Member of the California State Assembly from the 7th district
- In office December 6, 2010 – November 30, 2012
- Preceded by: Noreen Evans
- Succeeded by: Roger Dickinson

Personal details
- Born: January 2, 1947 (age 79) Los Angeles, California, U.S.
- Party: Democratic
- Profession: Lawyer, registered nurse

= Michael Allen (California politician) =

American politician (born 1947)

Michael Allen (born January 2, 1947) is an American politician who served in the California State Assembly. He is a Democrat. Prior to being elected to the state assembly, he was a member of the Santa Rosa Planning Commission and District Director for then-State Senator Pat Wiggins.

==Early career==
Prior to a career in politics, Michael Allen was a psychiatric nurse for the Sonoma County Mental Health Department's Psychiatric Crisis Clinic and Inpatient Unit. He attended Empire College School of Law, graduating in 1979. After graduating, Allen was employed by Earthjustice where he worked on the Warm Springs Dam initiative.

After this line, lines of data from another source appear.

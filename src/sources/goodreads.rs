//! Goodreads reading feed adapter.
//!
//! Reads the review-list RSS feed (or a local fixture). The interesting
//! fields hide inside the item description, so a few scanning helpers pull
//! out the member's own rating (not the average), the read date, and the
//! review text. A feed failure degrades to an empty-but-valid block.

use std::cmp::Ordering;
use std::path::PathBuf;

use async_trait::async_trait;
use log::warn;
use reqwest::Client;
use serde::Serialize;
use serde_json::{json, Value};

use crate::errors::SyncError;
use crate::feed;
use crate::sources::SourceAdapter;

const SOURCE: &str = "goodreads";
const RECENT_LIMIT: usize = 8;

// Some hosts reject default client UAs outright.
const BROWSER_UA: &str = "Mozilla/5.0 (Windows NT 10.0; Win64; x64) \
     AppleWebKit/537.36 (KHTML, like Gecko) Chrome/120.0.0.0 Safari/537.36";

#[derive(Debug, Serialize)]
struct BookReview {
    title: String,
    author: String,
    rating: f64,
    read_at: Option<String>,
    image_url: String,
    link: String,
    review: String,
}

pub struct GoodreadsSource {
    client: Client,
    user_id: String,
    fixture: Option<PathBuf>,
}

impl GoodreadsSource {
    pub fn new(client: Client, user_id: String, fixture: Option<PathBuf>) -> Self {
        Self {
            client,
            user_id,
            fixture,
        }
    }

    fn feed_url(&self) -> String {
        format!("https://www.goodreads.com/review/list_rss/{}", self.user_id)
    }

    fn profile_url(&self) -> String {
        format!("https://www.goodreads.com/user/show/{}", self.user_id)
    }

    async fn feed_body(&self) -> Result<String, SyncError> {
        if let Some(path) = &self.fixture {
            return std::fs::read_to_string(path)
                .map_err(|err| SyncError::source_failure(SOURCE, err));
        }
        let response = self
            .client
            .get(self.feed_url())
            .header(reqwest::header::USER_AGENT, BROWSER_UA)
            .send()
            .await
            .map_err(|err| SyncError::source_failure(SOURCE, err))?
            .error_for_status()
            .map_err(|err| SyncError::source_failure(SOURCE, err))?;
        response
            .text()
            .await
            .map_err(|err| SyncError::source_failure(SOURCE, err))
    }
}

#[async_trait]
impl SourceAdapter for GoodreadsSource {
    fn name(&self) -> &'static str {
        SOURCE
    }

    fn empty_block(&self) -> Value {
        json!({
            "recent_reviews": [],
            "profile_url": self.profile_url(),
        })
    }

    async fn produce(&self) -> Result<Value, SyncError> {
        // The feed is flaky; a fetch failure degrades rather than erroring
        // so the document still carries the profile link.
        let body = match self.feed_body().await {
            Ok(body) => body,
            Err(err) => {
                warn!("goodreads feed unavailable: {err}");
                return Ok(self.empty_block());
            }
        };
        let mut reviews = parse_reviews(&body);
        sort_by_read_date(&mut reviews);
        reviews.truncate(RECENT_LIMIT);
        Ok(json!({
            "recent_reviews": reviews,
            "profile_url": self.profile_url(),
        }))
    }
}

fn parse_reviews(xml: &str) -> Vec<BookReview> {
    let mut reviews = Vec::new();
    for item in feed::items(xml) {
        match parse_review(item) {
            Some(review) => reviews.push(review),
            None => warn!("skipping unparsable goodreads item"),
        }
    }
    reviews
}

fn parse_review(item: &str) -> Option<BookReview> {
    let raw_title = feed::tag_text(item, "title")?;
    // Titles occasionally carry an " by Author" suffix.
    let title = raw_title
        .split(" by ")
        .next()
        .unwrap_or(&raw_title)
        .trim()
        .to_string();
    let description = feed::tag_text(item, "description").unwrap_or_default();
    Some(BookReview {
        title,
        author: feed::tag_text(item, "author_name").unwrap_or_default(),
        rating: user_rating(&description),
        read_at: field_after(&description, "read at:"),
        image_url: feed::tag_text(item, "book_image_url")
            .map(|url| strip_image_size_suffix(&url))
            .unwrap_or_default(),
        link: feed::tag_text(item, "link").unwrap_or_default(),
        review: review_text(&description),
    })
}

/// Member rating from the description, ignoring "average rating:" entries.
fn user_rating(description: &str) -> f64 {
    let mut from = 0;
    while let Some(pos) = description[from..].find("rating:") {
        let pos = from + pos;
        let preceded_by_average = description[..pos].ends_with("average ");
        if !preceded_by_average {
            let rest = description[pos + "rating:".len()..].trim_start();
            let digits: String = rest
                .chars()
                .take_while(|c| c.is_ascii_digit() || *c == '.')
                .collect();
            if let Ok(value) = digits.parse() {
                return value;
            }
        }
        from = pos + "rating:".len();
    }
    0.0
}

/// Text following `label` up to the next newline or tag.
fn field_after(description: &str, label: &str) -> Option<String> {
    let start = description.find(label)? + label.len();
    let rest = &description[start..];
    let end = rest
        .find(|c: char| c == '\n' || c == '<')
        .unwrap_or(rest.len());
    let value = rest[..end].trim();
    if value.is_empty() {
        None
    } else {
        Some(value.to_string())
    }
}

fn review_text(description: &str) -> String {
    match description.find("review:") {
        Some(pos) => feed::strip_tags(description[pos + "review:".len()..].trim()),
        None => String::new(),
    }
}

/// Drop cover-size patterns like `._SY75_` or `_SX50_` from image URLs.
fn strip_image_size_suffix(url: &str) -> String {
    let mut out = String::with_capacity(url.len());
    let mut i = 0;
    while i < url.len() {
        if let Some(end) = size_pattern_end(url, i) {
            i = end;
            continue;
        }
        match url[i..].chars().next() {
            Some(ch) => {
                out.push(ch);
                i += ch.len_utf8();
            }
            None => break,
        }
    }
    out
}

/// Length of a `[.]_S[XY]<digits>_` pattern starting at `i`, if present.
fn size_pattern_end(url: &str, i: usize) -> Option<usize> {
    let rest = &url[i..];
    let body = rest.strip_prefix('.').unwrap_or(rest);
    let dot = rest.len() - body.len();
    let tail = body.strip_prefix("_S")?;
    let tail = tail
        .strip_prefix('X')
        .or_else(|| tail.strip_prefix('Y'))?;
    let digits = tail.chars().take_while(|c| c.is_ascii_digit()).count();
    if digits == 0 {
        return None;
    }
    let tail = &tail[digits..];
    tail.strip_prefix('_')?;
    Some(i + dot + 2 + 1 + digits + 1)
}

/// Newest read first; entries without a read date go to the bottom.
fn sort_by_read_date(reviews: &mut [BookReview]) {
    reviews.sort_by(|a, b| match (&a.read_at, &b.read_at) {
        (Some(x), Some(y)) => y.cmp(x),
        (Some(_), None) => Ordering::Less,
        (None, Some(_)) => Ordering::Greater,
        (None, None) => Ordering::Equal,
    });
}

Allen was employed by the Sonoma County Organization of Public Employees (SCOPE) as a negotiator. After SCOPE affiliated with the Service Employees International Union as Local 707, the membership promoted Allen to Executive Director of Local 707. He served nine terms as the President of the North Bay Labor Council. In 2007, State Senator Pat Wiggins asked Allen to accept the position of District Director for her five regional offices that serve over 880,000 constituents.

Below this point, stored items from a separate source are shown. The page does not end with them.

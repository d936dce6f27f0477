//! Strava workout adapter.
//!
//! This is the one source backed by the incremental sync engine: it loads
//! the checkpoint, picks the fetch policy from it, exchanges a token, drains
//! the paginated endpoint, merges by id, saves the checkpoint, and only then
//! derives the presentation block from the full merged set.
//!
//! A checkpoint save failure is returned as-is so the run treats it as
//! fatal; everything else is wrapped as a source failure for the aggregator
//! to degrade.

use std::path::PathBuf;

use async_trait::async_trait;
use log::{info, warn};
use reqwest::Client;
use serde_json::{json, Value};
use time::OffsetDateTime;

use crate::auth::{HttpTokenExchange, TokenManager};
use crate::config::Credentials;
use crate::errors::SyncError;
use crate::fetcher::{fetch_all, FetchPolicy, StravaPages};
use crate::models::Activity;
use crate::sources::SourceAdapter;
use crate::stats::{
    self, by_sport, newest, record_stats, totals, year_to_date, RECENT_WINDOW_DAYS,
};
use crate::store::ActivityStore;

const SOURCE: &str = "strava";
const RECENT_LIMIT: usize = 8;

pub struct StravaSource {
    credentials: Option<Credentials>,
    client: Client,
    token_url: String,
    api_base: String,
    checkpoint_path: PathBuf,
    per_page: u32,
    max_pages: u32,
}

impl StravaSource {
    pub fn new(
        credentials: Option<Credentials>,
        client: Client,
        token_url: String,
        api_base: String,
        checkpoint_path: PathBuf,
        per_page: u32,
        max_pages: u32,
    ) -> Self {
        Self {
            credentials,
            client,
            token_url,
            api_base,
            checkpoint_path,
            per_page,
            max_pages,
        }
    }

    async fn sync(&self) -> Result<ActivityStore, SyncError> {
        let credentials = self
            .credentials
            .clone()
            .ok_or_else(|| SyncError::source_failure(SOURCE, "credentials not configured"))?;

        let mut store = ActivityStore::load(&self.checkpoint_path);
        let policy = FetchPolicy::for_checkpoint(
            store.is_empty(),
            self.per_page,
            self.max_pages,
            OffsetDateTime::now_utc(),
        );
        if policy.after.is_none() {
            info!("empty checkpoint, fetching full activity history");
        } else {
            info!("fetching activities for the trailing window");
        }

        let manager = TokenManager::new(
            credentials,
            Box::new(HttpTokenExchange::new(
                self.client.clone(),
                self.token_url.clone(),
            )),
        );
        let token = manager
            .access_token()
            .await
            .map_err(|err| SyncError::source_failure(SOURCE, err))?;

        let pages = StravaPages::new(self.client.clone(), self.api_base.clone(), token.token);
        let outcome = fetch_all(&pages, &policy).await;

        let merge = store.merge(outcome.records);
        info!(
            "merged activities: {} updated, {} new, {} total",
            merge.updated,
            merge.added,
            store.len()
        );
        // Persist partial progress even when a page failed; the next run's
        // window refetch is safe because merge is idempotent.
        store.save(&self.checkpoint_path)?;

        if let Some(err) = outcome.failure {
            warn!("activity fetch stopped early: {err}");
            return Err(SyncError::source_failure(SOURCE, err));
        }
        Ok(store)
    }
}

#[async_trait]
impl SourceAdapter for StravaSource {
    fn name(&self) -> &'static str {
        SOURCE
    }

    fn empty_block(&self) -> Value {
        json!({
            "recent_runs": [],
            "recent_bikes": [],
            "recent_hikes": [],
            "stats": {},
        })
    }

    async fn produce(&self) -> Result<Value, SyncError> {
        let store = self.sync().await?;
        Ok(build_block(store.records(), OffsetDateTime::now_utc()))
    }
}

/// Assemble the workouts block from the merged activity set.
pub fn build_block(records: &[Activity], now: OffsetDateTime) -> Value {
    let runs = by_sport(records, "Run");
    let rides = by_sport(records, "Ride");
    let hikes = by_sport(records, "Hike");
    let swims = by_sport(records, "Swim");

    json!({
        "recent_runs": recent_list(&runs),
        "recent_bikes": recent_list(&rides),
        "recent_hikes": recent_list(&hikes),
        "stats": {
            "running": sport_windows(&runs, now),
            "biking": sport_windows(&rides, now),
            "swimming": sport_windows(&swims, now),
            "records": record_stats(records),
        },
    })
}

fn recent_list(activities: &[&Activity]) -> Vec<Value> {
    newest(activities.to_vec(), RECENT_LIMIT)
        .into_iter()
        .map(stats::format_activity)
        .collect()
}

fn sport_windows(activities: &[&Activity], now: OffsetDateTime) -> Value {
    json!({
        "ytd": totals(&year_to_date(activities, now)),
        "all_time": totals(activities),
        "recent": totals(&stats::within_days(activities, RECENT_WINDOW_DAYS, now)),
    })
}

Allen was appointed to the Santa Rosa Planning Commission in 2009 and served as Chair of the Sonoma–Marin Area Rail Transit (SMART) Citizens Oversight Committee.

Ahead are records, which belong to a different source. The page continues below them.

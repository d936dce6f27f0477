use std::fmt::Display;

#[derive(Debug)]
pub enum SyncError {
    Auth { status: u16, reason: String },
    Fetch { page: u32, reason: String },
    Source { source: &'static str, reason: String },
    Persistence(String),
    Write(String),
}

impl Display for SyncError {
    fn fmt(&self, f: &mut std::fmt::Formatter<'_>) -> std::fmt::Result {
        match self {
            Self::Auth { status, reason } => {
                write!(f, "Token exchange rejected (status {status}): {reason}")
            }
            Self::Fetch { page, reason } => {
                write!(f, "Activity page {page} request failed: {reason}")
            }
            Self::Source { source, reason } => {
                write!(f, "Source '{source}' failed: {reason}")
            }
            Self::Persistence(reason) => {
                write!(f, "Checkpoint persistence failed: {reason}")
            }
            Self::Write(reason) => {
                write!(f, "Output document could not be written: {reason}")
            }
        }
    }
}

impl std::error::Error for SyncError {}

impl SyncError {
    pub fn code(&self) -> &'static str {
        match self {
            Self::Auth { .. } => "AUTH-1001",
            Self::Fetch { .. } => "FETCH-1002",
            Self::Source { .. } => "SRC-1003",
            Self::Persistence(_) => "PER-1004",
            Self::Write(_) => "OUT-1005",
        }
    }

    pub fn explain(&self) -> &'static str {
        match self {
            Self::Auth { .. } => "The authorization endpoint did not issue an access token.",
            Self::Fetch { .. } => "A paginated activity request failed or returned an unreadable payload.",
            Self::Source { .. } => "A source adapter could not produce its data block.",
            Self::Persistence(_) => "The activity checkpoint file could not be saved.",
            Self::Write(_) => "The aggregate output file could not be written.",
        }
    }

    /// Wrap any adapter-level failure as a source error for the aggregator.
    pub fn source_failure(source: &'static str, reason: impl Display) -> Self {
        Self::Source {
            source,
            reason: reason.to_string(),
        }
    }
}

Allen practices labor law, representing unions.

==Election to State Assembly==
On November 2, 2010, Allen was elected to succeed Noreen Evans as the representative of the 7th Assembly district, winning 63.8% of the vote in the general election. He served as Assistant Majority Floor Leader in the California State Assembly. He was the first Latino to represent the 7th district.

The statewide redistricting in 2011 significantly changed the 7th District, and the redrawn district excluded Allen's residence. Allen moved to San Rafael in Marin County to run for election in the open 10th Assembly district in 2012, but unexpectedly lost reelection to San Rafael City Councilman Marc Levine.

==Personal life==
Allen was raised in Los Angeles, California by his mother. When his father, Lawrence Allen, died when he was 6 years old, his mother, Hermina Padilla Allen, raised him on her own and worked as a seamstress to support them.

Allen resides in San Rafael, California; he has five grown children. He is of half-Mexican and half Swedish-Scottish ancestry.